The US actively promoted these dry lands--that of the XIT and beyond--and encouraged farmers to homestead there, even recruited immigrants to  settle the land and grow wheat. since in the years before and during WWI the US was exporting wheat all over the world and farmers were making lots of money that way.

But the worst combination of disasters awaited those settlers: wheat prices tanked right after production in this area came online. a serious drought season began simultaneously, the stock market crash of 1929 ushered in 10 years of Depression. Removing the native grasses from the soil which was necessary in order to plant wheat and other crops, proved disastrous when the new crops failed and resulted in seasons of horrendous dust storms that snuffed out life everywhere in the area and in a few instances caused dust to rain over the entire eastern half of the US.
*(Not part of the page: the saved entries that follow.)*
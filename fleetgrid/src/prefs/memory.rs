//! In-memory layout store.

use async_trait::async_trait;
use dashmap::DashMap;

use super::{LayoutRecord, LayoutStore};
use crate::error::StoreError;

/// Layouts that live as long as the process.
///
/// Shared by cloning the surrounding `Arc`; every table holding the same
/// instance sees the same records (last writer wins).
#[derive(Debug, Default)]
pub struct MemoryStore {
    layouts: DashMap<String, LayoutRecord>,
}

impl MemoryStore {
    pub fn new() -> Self {
        Self::default()
    }

    pub fn len(&self) -> usize {
        self.layouts.len()
    }

    pub fn is_empty(&self) -> bool {
        self.layouts.is_empty()
    }
}

#[async_trait]
impl LayoutStore for MemoryStore {
    async fn load(&self, list_id: &str) -> Result<Option<LayoutRecord>, StoreError> {
        Ok(self.layouts.get(list_id).map(|record| record.clone()))
    }

    async fn save(&self, list_id: &str, record: &LayoutRecord) -> Result<(), StoreError> {
        self.layouts.insert(list_id.to_string(), record.clone());
        Ok(())
    }

    async fn remove(&self, list_id: &str) -> Result<bool, StoreError> {
        Ok(self.layouts.remove(list_id).is_some())
    }

    async fn list_ids(&self) -> Result<Vec<String>, StoreError> {
        let mut ids: Vec<String> = self.layouts.iter().map(|entry| entry.key().clone()).collect();
        ids.sort();
        Ok(ids)
    }
}

#[cfg(test)]
mod tests {
    use super::*;
    use crate::table::SortSpec;

    #[tokio::test]
    async fn test_save_load_remove() {
        let store = MemoryStore::new();
        let record = LayoutRecord {
            sort: Some(Some(SortSpec::asc("name"))),
            ..Default::default()
        };
        store.save("users", &record).await.unwrap();
        store.save("instances", &LayoutRecord::default()).await.unwrap();

        assert_eq!(store.load("users").await.unwrap(), Some(record));
        assert_eq!(store.list_ids().await.unwrap(), vec!["instances", "users"]);

        assert!(store.remove("users").await.unwrap());
        assert!(!store.remove("users").await.unwrap());
        assert_eq!(store.load("users").await.unwrap(), None);
        assert_eq!(store.len(), 1);
    }
}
Egan presents the details of these disasters through the eyes of people who survived, some of whom he interviewed personally, some whose descendants he interviewed and others he explored through their published or unpublished diaries and memoirs. Interspersed among these personal stories was Egan's own research into the period: statistics about immigration to and from the area, crop successes and failures, weather and politics--FDR's New Deal targeted this area first as a haven for settlers and then, as disaster set in, as an area of experimentation with conservation (replanting grass, building tree barriers, rotating crops and husbanding the soil). Some of these projects were successful; other not. And the results were seen in human terms by Egan's informants living and dead: conservation success, lessons learned, but also human skepticism and greed.

A quick read and even if you think you understand the dust bowl, you'll discover that more people stayed than left (as The Grapes of Wrath taught us) and that the effects of the irresponsible use of the soil which directly caused the dust storms were far more disastrous than you thought. At least that was my experience. Rated this one a 9 (out of 10). Only problem with the book is that the combination of factual history and personal story was not quite as well integrated as it is in many of these popular histories.